So, that is today’s task (might be tomorrow’s too, we shall see). First up, I went through and smoothed out the outline. It didn’t need as much work as I thought. Still solid, and I still love it. That’s good.

Next up, reading the Thailand draft for the first time in… yikes, way too long. Just making sure no great nuggets, chunks, etc., fall through the cracks. Now that I’m working from the outline, it has more of a structure, so where to place something is more nailed now. i can read something and say, make sure that gets into Chapter 44, etc.

After Thailand will be the draft that was written post-Thailand. This also hasn’t been read in ages. Just panning for gold and lining it up, again.

After post-Thailand is a discarded (albeit huge) draft. Hmm, I also found some small pre-Thailand draft, very short thing, who knows.

Then there’s the draft that was written last March, which is the existing draft, so just need to do the first 14 chapters, as that is how far the edit only got. More for completeness than anything else, as this should all still be in there.

After those chapters, I will read the narrator’s non-fiction book, and there is probably more gold here than anywhere else, really, as this was written expecting some of it to be used in the actual book in excerpt form.

After that, the three documents I wrote the other day, just to make sure. And then whatever else I find in the folder, including the short story.
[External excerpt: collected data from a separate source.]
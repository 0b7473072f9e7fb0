use std::ffi::OsString;
use std::fs;
use std::io;
use std::path::{Path, PathBuf};

use tracing::{debug, info};

use super::{remove_backup, sibling_files, strip_compression, with_suffix};

/// Numbers backups `<file>.0`, `<file>.1`, ... with `.0` the most recent. Compressed
/// backups keep their `.gz` suffix behind the number.
#[derive(Debug, Clone, Copy, Default, PartialEq, Eq)]
pub struct CountLabeler;

impl CountLabeler {
    pub fn new() -> Self {
        Self
    }

    pub fn resolve_backup_path(&self, live: &Path, index: usize) -> PathBuf {
        let mut name = OsString::from(live.as_os_str());
        name.push(format!(".{}", index));
        PathBuf::from(name)
    }

    /// Existing backups with their slot numbers, lowest (newest) first.
    pub(crate) fn indexed_backups(&self, live: &Path) -> io::Result<Vec<(usize, PathBuf)>> {
        let Some(live_name) = live.file_name().and_then(|n| n.to_str()) else {
            return Ok(Vec::new());
        };
        let prefix = format!("{}.", live_name);

        let mut backups: Vec<(usize, PathBuf)> = sibling_files(live)?
            .into_iter()
            .filter_map(|(name, path)| {
                let (index, _) = strip_compression(name.strip_prefix(&prefix)?);
                if index.is_empty() || !index.bytes().all(|b| b.is_ascii_digit()) {
                    return None;
                }
                index.parse::<usize>().ok().map(|index| (index, path))
            })
            .collect();

        backups.sort_by_key(|(index, _)| *index);
        Ok(backups)
    }

    pub(crate) fn backups(&self, live: &Path) -> io::Result<Vec<PathBuf>> {
        Ok(self
            .indexed_backups(live)?
            .into_iter()
            .map(|(_, path)| path)
            .collect())
    }

    /// Shifts every backup one slot up, dropping slots past `retention`, and moves
    /// the live file into slot 0.
    pub(crate) fn roll(&self, live: &Path, retention: Option<usize>) -> io::Result<Option<PathBuf>> {
        if retention == Some(0) {
            remove_backup(live);
            return Ok(None);
        }

        for (index, path) in self.indexed_backups(live)?.into_iter().rev() {
            // Shifting past slot `keep - 1` would exceed the retention
            if retention.is_some_and(|keep| index >= keep - 1) {
                remove_backup(&path);
                continue;
            }
            let Some(next) = index.checked_add(1) else {
                debug!("Leaving backup {:?} in its last slot", path);
                continue;
            };
            let suffix = path
                .file_name()
                .and_then(|n| n.to_str())
                .map_or("", |name| strip_compression(name).1);
            let target = with_suffix(&self.resolve_backup_path(live, next), suffix);
            debug!("Shifting backup {:?} -> {:?}", path, target);
            fs::rename(&path, &target)?;
        }

        if !live.exists() {
            return Ok(None);
        }
        let target = self.resolve_backup_path(live, 0);
        fs::rename(live, &target)?;
        info!("Rotated log file: {:?} -> {:?}", live, target);
        Ok(Some(target))
    }

    pub(crate) fn prune(&self, live: &Path, retention: Option<usize>) -> io::Result<()> {
        let Some(keep) = retention else {
            return Ok(());
        };
        for (index, path) in self.indexed_backups(live)? {
            if index >= keep {
                remove_backup(&path);
            }
        }
        Ok(())
    }
}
So, more reading, flagging, cutting, and pasting than anything else. At the end of this process, though, I will have a master document from which to cross the finish line. No work is being put off for the future. It is all happening now.

And, yes, I did mention and am seeing a finish line. Finally.

On a different note, to tie everything together, today was an exemplary diet day. Not a single emotional eating thing, nothing. Just all upbeat, on top of it all, and happy. Of course, I’ve never claimed there wasn’t a connection there.

ADDENDUM: This is a huge job, and since the work that needs to be read is all printed out and portable, I’m looking to use it to possibly get me out of the house as well. Two birds, and all.

Overdue upbeat posting…

Tuesday, March 28th, 2006

Whew… today certainly was a strange day. It started as a day that seemed to be going down in flames. I started by downloading the Ricky Gervais podcasts, or rather finding they had all downloaded while I’d been sleeping, so I figured, why not give one a listen over breakfast? Then, I got addicted. I listened to like 10 half-hour episodes in a row.

Finally drag myself to the gym, listening to Gervais the whole time there, as well. When I come home, I pop on some Gervais video, too. I’d had it downloaded for months, but for some reason, today was Gervais day and it could not be contained or restrained. I just find him to have an uncontrollable joy that is infectious. The subtext of listening to him was that I needed to figure out how to be that jazzed about my book.

He is pure fun. Someday, I must meet him.

So, in the middle of Gervaismania, I start hunting down the Dan Brown Witness Statement from the Da Vinci Code Plagiarism Trial in the UK. Never read the book, not all that interested, but I have some strange fixation about reading this. So, I find it, bring it up on-screen, pause gervais in mid-episode(?!) and read it.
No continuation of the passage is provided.